I was due on 27th February (a Thursday) and was very ready for this baby to make an arrival by this point. I did all the usual things to make baby come and at 1am on 28th February I started to have contractions. For me, these were really ok and felt like mild period pains at this point. I was very restless though as I knew I needed my energy so was trying to make myself get some rest next to my partner, Michael, who was snoring away, waking every so often to check I was ok. I kept telling him to sleep as I know I would need him later but then felt annoyed he could so easily slip back into sleep whilst I was checking off everything that needed to be done before the imminent arrival (such as set the cat up with some food for a day or so just incase!). 

Over the 9 months, Michael and I had discussed having my sister, Fi, there during labour as a support for me, as well as having a drug free water birth at home. Basically I wanted as minimal intervention as possible to give birth at home surrounded by my partner and sister (and cat). I am a qualified doula so knew the merits of having another person, besides the partner, at the labour as a support for both mum and partner. However, Michael wasn’t keen initially as he felt that his role may feel ‘less’ if she was there but we came to a compromise that I could have her there if I gave birth at the hospital.

Anyway, my contractions were getting closer together and I downloaded an app called “contraction Timer & Counter 9m” which was now telling me in big red letters that I needed to go to the hospital now. I had also had a moment on the toilet where I wasn’t sure if my waters had broken as there was something unfamiliar in the toilet (a pinky fluid if I remember correctly) but as it was now in the toilet bowl I really wasn’t sure as I had never experienced labour before. So I called the ward and explained that my app was shouting at me to come in and about the toilet and we were told to come in. So at 6am, we set off for the hospital thinking that we’d be home a few hours later having given birth in the pool and we’d be in our happy newborn bubble. We waited until 7am to call Fi to tell her I was in labour as we wanted to get an understanding of how far along I was and also she has 2 young children so needed to organise childcare. A very excited Fi said she would be there after lunch once her husband could slip away from work.

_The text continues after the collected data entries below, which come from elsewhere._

//! Approval flow repository.
//!
//! Flows are validated against the company's users before every write;
//! the stored `steps` column is always a numbered, non-empty array.

use chrono::Utc;
use reimburse_core::approval::ApprovalFlow;
use reimburse_core::approval::validation::{FlowInput, validate_flow};
use sea_orm::{
    ActiveModelTrait, ColumnTrait, DatabaseConnection, EntityTrait, QueryFilter, QueryOrder, Set,
};
use tracing::info;
use uuid::Uuid;

use crate::entities::approval_flows;

use super::error::RepositoryError;
use super::mapping::{flow_from_model, steps_to_json};
use super::routing::load_directory;

/// Approval flow repository.
#[derive(Debug, Clone)]
pub struct ApprovalFlowRepository {
    db: DatabaseConnection,
}

impl ApprovalFlowRepository {
    /// Creates a new approval flow repository.
    #[must_use]
    pub const fn new(db: DatabaseConnection) -> Self {
        Self { db }
    }

    /// Lists the company's flows by `min_amount`, lowest first.
    pub async fn list(&self, company_id: Uuid) -> Result<Vec<ApprovalFlow>, RepositoryError> {
        approval_flows::Entity::find()
            .filter(approval_flows::Column::CompanyId.eq(company_id))
            .order_by_asc(approval_flows::Column::MinAmount)
            .order_by_asc(approval_flows::Column::CreatedAt)
            .all(&self.db)
            .await?
            .into_iter()
            .map(flow_from_model)
            .collect()
    }

    /// Finds one flow of the company.
    pub async fn find(&self, company_id: Uuid, id: Uuid) -> Result<ApprovalFlow, RepositoryError> {
        flow_from_model(self.find_model(company_id, id).await?)
    }

    /// Validates and stores a new flow.
    pub async fn create(
        &self,
        company_id: Uuid,
        input: &FlowInput,
    ) -> Result<ApprovalFlow, RepositoryError> {
        let directory = load_directory(&self.db, company_id).await?;
        let flow = validate_flow(input, company_id.into(), &directory)?;
        let now = Utc::now().into();

        let model = approval_flows::ActiveModel {
            id: Set(Uuid::now_v7()),
            company_id: Set(company_id),
            name: Set(flow.name),
            steps: Set(steps_to_json(&flow.steps)?),
            min_amount: Set(flow.min_amount),
            max_amount: Set(flow.max_amount),
            is_active: Set(flow.is_active),
            created_at: Set(now),
            updated_at: Set(now),
        }
        .insert(&self.db)
        .await?;

        info!(flow_id = %model.id, steps = flow.steps.len(), "Approval flow created");
        flow_from_model(model)
    }

    /// Replaces a flow's definition.
    ///
    /// Expenses already in flight keep their step counter and pick up the
    /// new steps on their next approval.
    pub async fn update(
        &self,
        company_id: Uuid,
        id: Uuid,
        input: &FlowInput,
    ) -> Result<ApprovalFlow, RepositoryError> {
        let model = self.find_model(company_id, id).await?;
        let directory = load_directory(&self.db, company_id).await?;
        let flow = validate_flow(input, company_id.into(), &directory)?;

        let mut active: approval_flows::ActiveModel = model.into();
        active.name = Set(flow.name);
        active.steps = Set(steps_to_json(&flow.steps)?);
        active.min_amount = Set(flow.min_amount);
        active.max_amount = Set(flow.max_amount);
        active.is_active = Set(flow.is_active);
        active.updated_at = Set(Utc::now().into());

        let updated = active.update(&self.db).await?;
        info!(flow_id = %id, "Approval flow updated");
        flow_from_model(updated)
    }

    /// Deletes a flow. Rules linked to it fall back to band matching.
    pub async fn delete(&self, company_id: Uuid, id: Uuid) -> Result<(), RepositoryError> {
        let result = approval_flows::Entity::delete_many()
            .filter(approval_flows::Column::Id.eq(id))
            .filter(approval_flows::Column::CompanyId.eq(company_id))
            .exec(&self.db)
            .await?;

        if result.rows_affected == 0 {
            return Err(RepositoryError::NotFound("Approval flow"));
        }
        info!(flow_id = %id, "Approval flow deleted");
        Ok(())
    }

    async fn find_model(
        &self,
        company_id: Uuid,
        id: Uuid,
    ) -> Result<approval_flows::Model, RepositoryError> {
        approval_flows::Entity::find_by_id(id)
            .filter(approval_flows::Column::CompanyId.eq(company_id))
            .one(&self.db)
            .await?
            .ok_or(RepositoryError::NotFound("Approval flow"))
    }
}
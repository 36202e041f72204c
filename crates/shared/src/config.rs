//! Application configuration management.

use serde::Deserialize;

/// Application configuration.
#[derive(Debug, Clone, Deserialize)]
pub struct AppConfig {
    /// Server configuration.
    pub server: ServerConfig,
    /// Database configuration.
    pub database: DatabaseConfig,
    /// JWT configuration.
    pub jwt: JwtSettings,
    /// Logging configuration.
    #[serde(default)]
    pub log: LogConfig,
    /// Approval routing configuration.
    #[serde(default)]
    pub approvals: ApprovalSettings,
}

/// Server configuration.
#[derive(Debug, Clone, Deserialize)]
pub struct ServerConfig {
    /// Host to bind to.
    #[serde(default = "default_host")]
    pub host: String,
    /// Port to listen on.
    #[serde(default = "default_port")]
    pub port: u16,
}

fn default_host() -> String {
    "0.0.0.0".to_string()
}

fn default_port() -> u16 {
    5000
}

/// Database configuration.
#[derive(Debug, Clone, Deserialize)]
pub struct DatabaseConfig {
    /// Database connection URL.
    pub url: String,
    /// Maximum number of connections in the pool.
    #[serde(default = "default_max_connections")]
    pub max_connections: u32,
    /// Minimum number of connections in the pool.
    #[serde(default = "default_min_connections")]
    pub min_connections: u32,
}

fn default_max_connections() -> u32 {
    10
}

fn default_min_connections() -> u32 {
    1
}

/// JWT configuration as loaded from config files.
#[derive(Debug, Clone, Deserialize)]
pub struct JwtSettings {
    /// Secret key for verifying tokens.
    pub secret: String,
    /// Access token expiration in seconds.
    #[serde(default = "default_access_token_expiry")]
    pub access_token_expiry_secs: u64,
}

fn default_access_token_expiry() -> u64 {
    86_400 // 24 hours
}

/// Log output format.
#[derive(Debug, Clone, Copy, Default, PartialEq, Eq, Deserialize)]
#[serde(rename_all = "lowercase")]
pub enum LogFormat {
    /// Human-readable multi-field lines.
    #[default]
    Pretty,
    /// One JSON object per event.
    Json,
}

/// Logging configuration.
#[derive(Debug, Clone, Default, Deserialize)]
pub struct LogConfig {
    /// Output format.
    #[serde(default)]
    pub format: LogFormat,
}

/// Whose `is_manager_approver` flag gates routing to the submitter's manager.
#[derive(Debug, Clone, Copy, Default, PartialEq, Eq, Deserialize)]
#[serde(rename_all = "lowercase")]
pub enum ManagerFlagLocation {
    /// The flag on the manager decides.
    #[default]
    Manager,
    /// The flag on the submitting employee decides.
    Employee,
}

/// Approval routing configuration.
#[derive(Debug, Clone, Copy, Default, Deserialize)]
pub struct ApprovalSettings {
    /// Where the manager-approver flag is read from.
    #[serde(default)]
    pub manager_flag: ManagerFlagLocation,
}

impl AppConfig {
    /// Loads configuration from environment and config files.
    ///
    /// # Errors
    ///
    /// Returns an error if configuration cannot be loaded.
    pub fn load() -> Result<Self, config::ConfigError> {
        let run_mode = std::env::var("RUN_MODE").unwrap_or_else(|_| "development".to_string());

        let config = config::Config::builder()
            .add_source(config::File::with_name("config/default").required(false))
            .add_source(config::File::with_name(&format!("config/{run_mode}")).required(false))
            .add_source(config::Environment::with_prefix("REIMBURSE").separator("__"))
            .build()?;

        config.try_deserialize()
    }
}
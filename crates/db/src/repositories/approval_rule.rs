//! Approval rule repository.
//!
//! Provides CRUD operations for conditional approval rules.

use chrono::Utc;
use reimburse_core::approval::ApprovalRule;
use reimburse_core::approval::validation::{RuleInput, validate_rule};
use sea_orm::{
    ActiveModelTrait, ColumnTrait, DatabaseConnection, EntityTrait, QueryFilter, QueryOrder, Set,
};
use tracing::info;
use uuid::Uuid;

use crate::entities::approval_rules;

use super::error::RepositoryError;
use super::mapping::{core_rule_type_to_db, rule_from_model};
use super::routing::{load_directory, load_policies};

/// Approval rule repository.
#[derive(Debug, Clone)]
pub struct ApprovalRuleRepository {
    db: DatabaseConnection,
}

impl ApprovalRuleRepository {
    /// Creates a new approval rule repository.
    #[must_use]
    pub const fn new(db: DatabaseConnection) -> Self {
        Self { db }
    }

    /// Lists the company's rules by `min_amount`, lowest first.
    pub async fn list(&self, company_id: Uuid) -> Result<Vec<ApprovalRule>, RepositoryError> {
        let rows = approval_rules::Entity::find()
            .filter(approval_rules::Column::CompanyId.eq(company_id))
            .order_by_asc(approval_rules::Column::MinAmount)
            .order_by_asc(approval_rules::Column::CreatedAt)
            .all(&self.db)
            .await?;
        Ok(rows.into_iter().map(rule_from_model).collect())
    }

    /// Validates and stores a new rule.
    pub async fn create(
        &self,
        company_id: Uuid,
        input: &RuleInput,
    ) -> Result<ApprovalRule, RepositoryError> {
        let directory = load_directory(&self.db, company_id).await?;
        let policies = load_policies(&self.db, company_id).await?;
        let rule = validate_rule(input, company_id.into(), &directory, policies.flows())?;
        let now = Utc::now().into();

        let model = approval_rules::ActiveModel {
            id: Set(Uuid::now_v7()),
            company_id: Set(company_id),
            name: Set(rule.name),
            rule_type: Set(core_rule_type_to_db(rule.rule_type)),
            approval_percentage: Set(rule.approval_percentage),
            specific_approver_id: Set(rule.specific_approver_id.map(Into::into)),
            min_amount: Set(rule.min_amount),
            max_amount: Set(rule.max_amount),
            is_active: Set(rule.is_active),
            approval_flow_id: Set(rule.approval_flow_id.map(Into::into)),
            created_at: Set(now),
            updated_at: Set(now),
        }
        .insert(&self.db)
        .await?;

        info!(rule_id = %model.id, rule_type = rule.rule_type.as_str(), "Approval rule created");
        Ok(rule_from_model(model))
    }

    /// Replaces a rule's definition.
    pub async fn update(
        &self,
        company_id: Uuid,
        id: Uuid,
        input: &RuleInput,
    ) -> Result<ApprovalRule, RepositoryError> {
        let model = approval_rules::Entity::find_by_id(id)
            .filter(approval_rules::Column::CompanyId.eq(company_id))
            .one(&self.db)
            .await?
            .ok_or(RepositoryError::NotFound("Approval rule"))?;

        let directory = load_directory(&self.db, company_id).await?;
        let policies = load_policies(&self.db, company_id).await?;
        let rule = validate_rule(input, company_id.into(), &directory, policies.flows())?;

        let mut active: approval_rules::ActiveModel = model.into();
        active.name = Set(rule.name);
        active.rule_type = Set(core_rule_type_to_db(rule.rule_type));
        active.approval_percentage = Set(rule.approval_percentage);
        active.specific_approver_id = Set(rule.specific_approver_id.map(Into::into));
        active.min_amount = Set(rule.min_amount);
        active.max_amount = Set(rule.max_amount);
        active.is_active = Set(rule.is_active);
        active.approval_flow_id = Set(rule.approval_flow_id.map(Into::into));
        active.updated_at = Set(Utc::now().into());

        let updated = active.update(&self.db).await?;
        info!(rule_id = %id, "Approval rule updated");
        Ok(rule_from_model(updated))
    }

    /// Deletes a rule.
    pub async fn delete(&self, company_id: Uuid, id: Uuid) -> Result<(), RepositoryError> {
        let result = approval_rules::Entity::delete_many()
            .filter(approval_rules::Column::Id.eq(id))
            .filter(approval_rules::Column::CompanyId.eq(company_id))
            .exec(&self.db)
            .await?;

        if result.rows_affected == 0 {
            return Err(RepositoryError::NotFound("Approval rule"));
        }
        info!(rule_id = %id, "Approval rule deleted");
        Ok(())
    }
}
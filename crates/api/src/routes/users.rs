//! User administration routes.

use axum::{
    Json, Router,
    extract::{Path, State},
    http::StatusCode,
    response::{IntoResponse, Response},
    routing::{get, put},
};
use reimburse_core::approval::UserRole;
use reimburse_db::UserRepository;
use reimburse_db::repositories::{CreateUserInput, UpdateUserInput};
use serde::{Deserialize, Deserializer};
use serde_json::json;
use uuid::Uuid;

use crate::error::{forbidden, repository_error_response, validation_error};
use crate::{AppState, middleware::AuthUser};

/// Creates the user routes.
pub fn routes() -> Router<AppState> {
    Router::new()
        .route("/users", get(list_users).post(create_user))
        .route("/users/managers", get(list_managers))
        .route("/users/{id}", put(update_user))
}

/// Request body for creating a user.
#[derive(Debug, Deserialize)]
pub struct CreateUserRequest {
    /// Display name.
    #[serde(default)]
    pub name: String,
    /// Login email, stored lowercased.
    #[serde(default)]
    pub email: String,
    /// `admin`, `manager` or `employee`; defaults to employee.
    pub role: Option<String>,
    /// Direct manager.
    pub manager_id: Option<Uuid>,
    /// Whether this user approves their reports first.
    #[serde(default)]
    pub is_manager_approver: bool,
}

/// Request body for updating a user. Absent fields stay unchanged.
#[derive(Debug, Deserialize)]
pub struct UpdateUserRequest {
    /// New name.
    pub name: Option<String>,
    /// New role.
    pub role: Option<String>,
    /// New manager; `null` clears it.
    #[serde(default, deserialize_with = "present")]
    pub manager_id: Option<Option<Uuid>>,
    /// New manager-approver flag.
    pub is_manager_approver: Option<bool>,
    /// Activates or deactivates the user.
    pub is_active: Option<bool>,
}

// Distinguishes an explicit `null` from a missing field.
fn present<'de, D, T>(deserializer: D) -> Result<Option<T>, D::Error>
where
    D: Deserializer<'de>,
    T: Deserialize<'de>,
{
    T::deserialize(deserializer).map(Some)
}

fn parse_role(value: &str) -> Result<UserRole, Response> {
    UserRole::parse(value.trim())
        .ok_or_else(|| validation_error("role must be 'admin', 'manager' or 'employee'"))
}

/// GET `/users` - Admins see the whole company, managers their direct reports.
async fn list_users(State(state): State<AppState>, auth: AuthUser) -> Response {
    let repo = UserRepository::new((*state.db).clone());
    let result = match auth.role() {
        UserRole::Admin => repo.list_company(auth.company_id()).await,
        UserRole::Manager => {
            repo.list_direct_reports(auth.company_id(), auth.user_id())
                .await
        }
        UserRole::Employee => return forbidden("Employees cannot list users"),
    };

    match result {
        Ok(users) => Json(json!({ "data": users })).into_response(),
        Err(e) => repository_error_response(&e),
    }
}

/// GET `/users/managers` - Active managers. Admins only.
async fn list_managers(State(state): State<AppState>, auth: AuthUser) -> Response {
    if let Err(response) = auth.require_admin() {
        return response;
    }

    match UserRepository::new((*state.db).clone())
        .list_managers(auth.company_id())
        .await
    {
        Ok(users) => Json(json!({ "data": users })).into_response(),
        Err(e) => repository_error_response(&e),
    }
}

/// POST `/users` - Create a user. Admins only.
async fn create_user(
    State(state): State<AppState>,
    auth: AuthUser,
    Json(payload): Json<CreateUserRequest>,
) -> Response {
    if let Err(response) = auth.require_admin() {
        return response;
    }

    let role = match payload.role.as_deref().map(parse_role).transpose() {
        Ok(role) => role.unwrap_or(UserRole::Employee),
        Err(response) => return response,
    };

    let input = CreateUserInput {
        name: payload.name,
        email: payload.email,
        role,
        manager_id: payload.manager_id.map(Into::into),
        is_manager_approver: payload.is_manager_approver,
    };

    match UserRepository::new((*state.db).clone())
        .create(auth.company_id(), input)
        .await
    {
        Ok(user) => (StatusCode::CREATED, Json(user)).into_response(),
        Err(e) => repository_error_response(&e),
    }
}

/// PUT `/users/{id}` - Update a user. Admins only.
async fn update_user(
    State(state): State<AppState>,
    auth: AuthUser,
    Path(id): Path<Uuid>,
    Json(payload): Json<UpdateUserRequest>,
) -> Response {
    if let Err(response) = auth.require_admin() {
        return response;
    }

    let role = match payload.role.as_deref().map(parse_role).transpose() {
        Ok(role) => role,
        Err(response) => return response,
    };

    let input = UpdateUserInput {
        name: payload.name,
        role,
        manager_id: payload.manager_id.map(|m| m.map(Into::into)),
        is_manager_approver: payload.is_manager_approver,
        is_active: payload.is_active,
    };

    match UserRepository::new((*state.db).clone())
        .update(auth.company_id(), id, input)
        .await
    {
        Ok(user) => Json(user).into_response(),
        Err(e) => repository_error_response(&e),
    }
}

I was examined by a midwife once on the ward, only to be told that the waters hadn’t broken and I was 1cm dilated. Shit. I could have sworn I would be about 8cm by now and the baby would be flying out at any point. Looking back, I feel quite sorry for the midwife who performed this check as my uterus was so far back she basically had to put her whole hand up there and she was met with quite a few expletives from me. No one tells you that being examined can actually be pretty painful if your uterus hasn’t come down (or whatever the correct lingo is). Anyway, I consented to a membrane sweep in the hope of my waters breaking naturally and/or contractions becoming more regular. Back off home we went (by the way, contracting whilst in the car is pretty brutal, especially if you hit a speed bump!). 

I then laboured at home for roughly 20,000 years, or that’s what it felt like. Fi arrived around 2pm and found me hidden under a blanket at the bottom of our bed on the floor. I was trying out my best moves that I’d learnt in NCT and as a doula to get into the best positions for the baby to come out. Contractions were getting pretty intense by this point and my whole body was starting to shake with every one. Michael and Fi quickly decorated the house with the LED candles I’d bought, as well as set up the diffuser with lavender oil and dimmed the lights as much as possible. Fi came armed with a bag of energy rich foods but Michael had already been feeding me dried fruit from our snack bag and making me have sips of water so I wasn’t feeling too hungry. However, as the hours passed, every mouthful or sip of water was violently rejected by my body 5 minutes later. My app was going into overdrive shouting at me to go to hospital, however we’d now been sent home a further time as I still wasn’t progressing and remained at 1cm. How was that even possible if my contractions were 3 in 10 minutes lasting 40seconds- 1 min, like we’ve all been taught is the sign you are progressing very well? But alas, I remained at 1cm, contracting continually until 29th February. Much of that time at home is a bit of a blur now but I do remember lying on the sofa contacting so badly that my whole body was shaking whilst vomiting water and whilst I vomited a massive snot ball flew out the other end (my mucus plug). Thank god Michael loves me is all I can say about that. 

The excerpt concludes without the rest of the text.